◆ **TASK TO COMPLETE**
Lines that include the string "BerStream" are the ones to copy from the entries below.

◆ **SOURCE MATERIAL**
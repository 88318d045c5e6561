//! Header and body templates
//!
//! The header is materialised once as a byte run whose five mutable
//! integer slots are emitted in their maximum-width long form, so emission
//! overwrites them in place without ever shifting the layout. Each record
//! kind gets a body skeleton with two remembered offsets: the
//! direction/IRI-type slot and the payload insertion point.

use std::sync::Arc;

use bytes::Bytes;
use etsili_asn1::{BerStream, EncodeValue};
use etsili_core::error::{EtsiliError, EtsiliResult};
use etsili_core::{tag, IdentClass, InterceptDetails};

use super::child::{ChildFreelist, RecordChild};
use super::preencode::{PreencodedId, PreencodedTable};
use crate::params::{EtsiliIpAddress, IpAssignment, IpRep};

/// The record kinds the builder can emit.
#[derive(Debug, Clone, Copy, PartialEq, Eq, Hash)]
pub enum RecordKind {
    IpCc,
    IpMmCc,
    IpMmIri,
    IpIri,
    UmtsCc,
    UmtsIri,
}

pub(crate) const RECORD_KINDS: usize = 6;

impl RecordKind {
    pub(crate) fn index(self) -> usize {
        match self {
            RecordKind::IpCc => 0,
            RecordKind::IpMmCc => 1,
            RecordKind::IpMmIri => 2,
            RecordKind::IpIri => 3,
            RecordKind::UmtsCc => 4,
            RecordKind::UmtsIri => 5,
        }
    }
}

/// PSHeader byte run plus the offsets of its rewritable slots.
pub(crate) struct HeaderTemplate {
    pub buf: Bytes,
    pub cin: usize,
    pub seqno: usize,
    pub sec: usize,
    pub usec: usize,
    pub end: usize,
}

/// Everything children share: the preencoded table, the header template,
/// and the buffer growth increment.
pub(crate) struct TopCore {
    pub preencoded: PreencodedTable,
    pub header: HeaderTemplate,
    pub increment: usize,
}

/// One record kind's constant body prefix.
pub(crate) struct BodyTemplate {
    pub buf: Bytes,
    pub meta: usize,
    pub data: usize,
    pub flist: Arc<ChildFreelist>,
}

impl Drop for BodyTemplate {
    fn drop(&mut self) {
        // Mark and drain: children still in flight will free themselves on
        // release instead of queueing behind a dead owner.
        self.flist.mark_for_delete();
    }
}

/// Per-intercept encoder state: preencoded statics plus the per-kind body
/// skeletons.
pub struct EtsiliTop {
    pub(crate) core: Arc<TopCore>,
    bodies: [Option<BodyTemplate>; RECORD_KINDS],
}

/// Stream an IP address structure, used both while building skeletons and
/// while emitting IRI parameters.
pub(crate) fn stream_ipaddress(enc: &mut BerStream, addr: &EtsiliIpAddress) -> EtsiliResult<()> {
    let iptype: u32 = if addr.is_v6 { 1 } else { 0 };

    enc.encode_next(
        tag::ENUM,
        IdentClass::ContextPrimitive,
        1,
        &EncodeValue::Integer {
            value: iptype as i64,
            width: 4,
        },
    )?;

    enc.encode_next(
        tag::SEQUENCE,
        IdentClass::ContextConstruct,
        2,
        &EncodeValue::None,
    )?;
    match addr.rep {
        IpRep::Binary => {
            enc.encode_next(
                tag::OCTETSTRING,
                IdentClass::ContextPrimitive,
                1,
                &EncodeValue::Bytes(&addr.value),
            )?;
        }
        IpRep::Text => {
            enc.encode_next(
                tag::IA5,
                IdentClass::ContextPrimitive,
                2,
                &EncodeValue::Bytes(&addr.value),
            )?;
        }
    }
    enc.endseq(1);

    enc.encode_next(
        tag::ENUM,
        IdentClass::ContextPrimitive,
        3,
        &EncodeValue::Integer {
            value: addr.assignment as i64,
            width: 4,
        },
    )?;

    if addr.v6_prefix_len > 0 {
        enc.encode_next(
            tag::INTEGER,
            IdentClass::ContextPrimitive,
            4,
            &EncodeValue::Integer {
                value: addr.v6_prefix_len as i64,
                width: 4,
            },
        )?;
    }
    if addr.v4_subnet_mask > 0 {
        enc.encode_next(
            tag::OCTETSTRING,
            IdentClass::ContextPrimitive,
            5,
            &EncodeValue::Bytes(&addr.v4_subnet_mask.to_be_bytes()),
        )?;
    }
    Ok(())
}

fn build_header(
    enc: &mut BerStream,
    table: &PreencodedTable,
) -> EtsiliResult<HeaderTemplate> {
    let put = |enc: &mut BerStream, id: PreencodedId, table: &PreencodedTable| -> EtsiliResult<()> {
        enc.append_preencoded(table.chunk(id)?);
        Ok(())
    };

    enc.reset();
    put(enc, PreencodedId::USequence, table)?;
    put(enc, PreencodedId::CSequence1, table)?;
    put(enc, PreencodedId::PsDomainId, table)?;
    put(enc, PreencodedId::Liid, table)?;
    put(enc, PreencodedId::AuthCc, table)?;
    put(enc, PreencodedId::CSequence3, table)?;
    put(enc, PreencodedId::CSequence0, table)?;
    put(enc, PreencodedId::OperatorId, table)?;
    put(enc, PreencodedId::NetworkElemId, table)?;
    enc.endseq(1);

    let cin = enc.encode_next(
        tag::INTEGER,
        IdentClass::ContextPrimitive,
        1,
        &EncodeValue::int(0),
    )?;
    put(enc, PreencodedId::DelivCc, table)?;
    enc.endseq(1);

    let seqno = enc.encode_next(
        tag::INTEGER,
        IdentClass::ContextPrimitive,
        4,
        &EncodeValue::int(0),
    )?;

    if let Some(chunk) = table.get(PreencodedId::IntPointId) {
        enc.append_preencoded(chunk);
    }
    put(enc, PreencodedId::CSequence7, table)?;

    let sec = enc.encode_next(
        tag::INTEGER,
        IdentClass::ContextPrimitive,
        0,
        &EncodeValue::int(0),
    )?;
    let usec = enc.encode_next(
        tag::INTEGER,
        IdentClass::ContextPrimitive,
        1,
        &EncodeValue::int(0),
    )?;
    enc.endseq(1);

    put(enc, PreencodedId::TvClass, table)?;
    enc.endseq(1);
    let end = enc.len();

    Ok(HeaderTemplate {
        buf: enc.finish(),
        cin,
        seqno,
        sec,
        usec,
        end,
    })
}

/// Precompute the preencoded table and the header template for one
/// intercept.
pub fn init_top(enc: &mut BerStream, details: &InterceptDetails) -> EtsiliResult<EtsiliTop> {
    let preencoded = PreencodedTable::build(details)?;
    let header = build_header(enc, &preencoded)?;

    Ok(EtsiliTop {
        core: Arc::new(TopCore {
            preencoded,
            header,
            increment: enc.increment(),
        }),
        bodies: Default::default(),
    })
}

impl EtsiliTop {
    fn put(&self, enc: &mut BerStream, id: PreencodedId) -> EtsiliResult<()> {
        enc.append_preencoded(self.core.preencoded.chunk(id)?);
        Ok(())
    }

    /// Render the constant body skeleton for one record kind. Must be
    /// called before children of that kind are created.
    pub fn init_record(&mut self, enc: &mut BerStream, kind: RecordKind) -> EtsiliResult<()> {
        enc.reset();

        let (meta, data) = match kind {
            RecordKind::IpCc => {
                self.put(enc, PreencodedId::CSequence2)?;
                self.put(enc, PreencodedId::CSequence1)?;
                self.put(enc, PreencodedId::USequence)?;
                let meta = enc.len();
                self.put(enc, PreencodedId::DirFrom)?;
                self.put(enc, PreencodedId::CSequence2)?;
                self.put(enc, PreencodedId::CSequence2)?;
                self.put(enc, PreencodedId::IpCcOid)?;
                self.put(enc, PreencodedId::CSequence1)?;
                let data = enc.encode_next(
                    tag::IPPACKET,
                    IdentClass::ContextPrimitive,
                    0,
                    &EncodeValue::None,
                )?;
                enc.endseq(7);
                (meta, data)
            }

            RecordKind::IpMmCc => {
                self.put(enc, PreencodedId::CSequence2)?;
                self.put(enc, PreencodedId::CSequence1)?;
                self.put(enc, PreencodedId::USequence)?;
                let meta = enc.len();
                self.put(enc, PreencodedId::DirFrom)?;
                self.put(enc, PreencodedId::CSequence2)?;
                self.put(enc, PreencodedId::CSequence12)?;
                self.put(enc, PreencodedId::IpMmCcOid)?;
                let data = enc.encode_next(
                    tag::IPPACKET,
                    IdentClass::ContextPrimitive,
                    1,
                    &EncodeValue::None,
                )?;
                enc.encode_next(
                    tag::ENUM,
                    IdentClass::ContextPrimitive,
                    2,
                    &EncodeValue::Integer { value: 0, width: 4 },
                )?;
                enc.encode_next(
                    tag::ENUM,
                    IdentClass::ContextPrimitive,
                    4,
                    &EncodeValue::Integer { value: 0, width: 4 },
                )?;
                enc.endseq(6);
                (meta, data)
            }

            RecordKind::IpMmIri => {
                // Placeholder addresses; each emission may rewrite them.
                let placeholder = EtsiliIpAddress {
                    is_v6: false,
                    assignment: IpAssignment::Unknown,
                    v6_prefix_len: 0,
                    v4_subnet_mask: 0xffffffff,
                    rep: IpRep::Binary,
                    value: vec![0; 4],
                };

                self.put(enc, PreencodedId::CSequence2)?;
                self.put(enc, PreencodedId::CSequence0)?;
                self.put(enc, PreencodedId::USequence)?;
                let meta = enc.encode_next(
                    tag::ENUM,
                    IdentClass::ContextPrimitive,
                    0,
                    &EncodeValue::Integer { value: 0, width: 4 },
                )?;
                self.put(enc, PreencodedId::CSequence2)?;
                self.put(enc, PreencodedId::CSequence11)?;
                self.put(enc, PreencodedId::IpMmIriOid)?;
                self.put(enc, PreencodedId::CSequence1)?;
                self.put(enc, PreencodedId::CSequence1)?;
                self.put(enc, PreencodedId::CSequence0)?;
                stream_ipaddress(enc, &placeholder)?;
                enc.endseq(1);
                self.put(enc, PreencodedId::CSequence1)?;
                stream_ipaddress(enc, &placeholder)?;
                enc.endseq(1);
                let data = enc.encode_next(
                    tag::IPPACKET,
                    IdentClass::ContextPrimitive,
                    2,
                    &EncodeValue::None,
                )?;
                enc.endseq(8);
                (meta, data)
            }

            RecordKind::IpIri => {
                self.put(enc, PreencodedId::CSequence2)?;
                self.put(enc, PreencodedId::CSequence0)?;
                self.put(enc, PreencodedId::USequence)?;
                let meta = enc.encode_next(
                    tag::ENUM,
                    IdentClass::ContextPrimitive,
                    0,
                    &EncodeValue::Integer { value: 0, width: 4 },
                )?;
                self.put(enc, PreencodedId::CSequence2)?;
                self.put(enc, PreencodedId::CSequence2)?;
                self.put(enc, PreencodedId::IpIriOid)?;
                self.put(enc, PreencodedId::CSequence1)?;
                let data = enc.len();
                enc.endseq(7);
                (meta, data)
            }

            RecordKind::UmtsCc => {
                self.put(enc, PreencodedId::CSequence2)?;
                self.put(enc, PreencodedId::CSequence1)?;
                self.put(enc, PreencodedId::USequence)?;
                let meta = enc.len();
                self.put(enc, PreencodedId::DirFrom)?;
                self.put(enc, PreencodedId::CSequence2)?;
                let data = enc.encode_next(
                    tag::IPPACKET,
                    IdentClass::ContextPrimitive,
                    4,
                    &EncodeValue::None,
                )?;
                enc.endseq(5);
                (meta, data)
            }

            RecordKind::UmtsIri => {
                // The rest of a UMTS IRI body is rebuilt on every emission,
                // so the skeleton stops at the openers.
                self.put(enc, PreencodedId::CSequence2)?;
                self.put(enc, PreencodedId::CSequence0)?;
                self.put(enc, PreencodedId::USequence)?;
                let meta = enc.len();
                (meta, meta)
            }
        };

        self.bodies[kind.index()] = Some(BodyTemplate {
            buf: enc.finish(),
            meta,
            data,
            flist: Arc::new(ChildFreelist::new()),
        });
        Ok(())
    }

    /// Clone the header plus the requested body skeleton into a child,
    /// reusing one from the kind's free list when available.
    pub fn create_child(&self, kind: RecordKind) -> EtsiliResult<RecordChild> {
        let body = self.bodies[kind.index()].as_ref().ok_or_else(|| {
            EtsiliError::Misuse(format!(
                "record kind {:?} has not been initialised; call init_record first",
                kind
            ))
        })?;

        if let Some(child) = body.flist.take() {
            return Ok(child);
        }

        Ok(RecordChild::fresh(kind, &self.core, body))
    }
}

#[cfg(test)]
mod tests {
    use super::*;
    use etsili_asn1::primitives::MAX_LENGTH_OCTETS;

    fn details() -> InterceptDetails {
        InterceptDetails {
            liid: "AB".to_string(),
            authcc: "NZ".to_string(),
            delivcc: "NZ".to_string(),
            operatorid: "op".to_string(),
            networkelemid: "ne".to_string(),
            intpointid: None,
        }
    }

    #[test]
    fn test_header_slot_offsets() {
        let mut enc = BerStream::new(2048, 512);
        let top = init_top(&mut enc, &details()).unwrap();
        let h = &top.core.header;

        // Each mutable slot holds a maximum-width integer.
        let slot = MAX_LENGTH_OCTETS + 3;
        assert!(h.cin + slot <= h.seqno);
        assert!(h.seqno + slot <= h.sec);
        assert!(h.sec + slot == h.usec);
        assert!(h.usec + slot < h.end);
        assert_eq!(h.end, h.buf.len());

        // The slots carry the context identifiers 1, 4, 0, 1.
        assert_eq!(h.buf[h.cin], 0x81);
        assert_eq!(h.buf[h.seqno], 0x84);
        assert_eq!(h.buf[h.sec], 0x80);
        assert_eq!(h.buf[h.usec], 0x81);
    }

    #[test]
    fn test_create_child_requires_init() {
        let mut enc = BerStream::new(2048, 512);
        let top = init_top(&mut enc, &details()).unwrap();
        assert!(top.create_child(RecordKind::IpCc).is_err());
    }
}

◆ **RESULT**
use etsili_asn1::{BerStream, EncodeValue};
pub(crate) fn stream_ipaddress(enc: &mut BerStream, addr: &EtsiliIpAddress) -> EtsiliResult<()> {
    enc: &mut BerStream,
    let put = |enc: &mut BerStream, id: PreencodedId, table: &PreencodedTable| -> EtsiliResult<()> {
pub fn init_top(enc: &mut BerStream, details: &InterceptDetails) -> EtsiliResult<EtsiliTop> {
    fn put(&self, enc: &mut BerStream, id: PreencodedId) -> EtsiliResult<()> {
    pub fn init_record(&mut self, enc: &mut BerStream, kind: RecordKind) -> EtsiliResult<()> {
        let mut enc = BerStream::new(2048, 512);
        let mut enc = BerStream::new(2048, 512);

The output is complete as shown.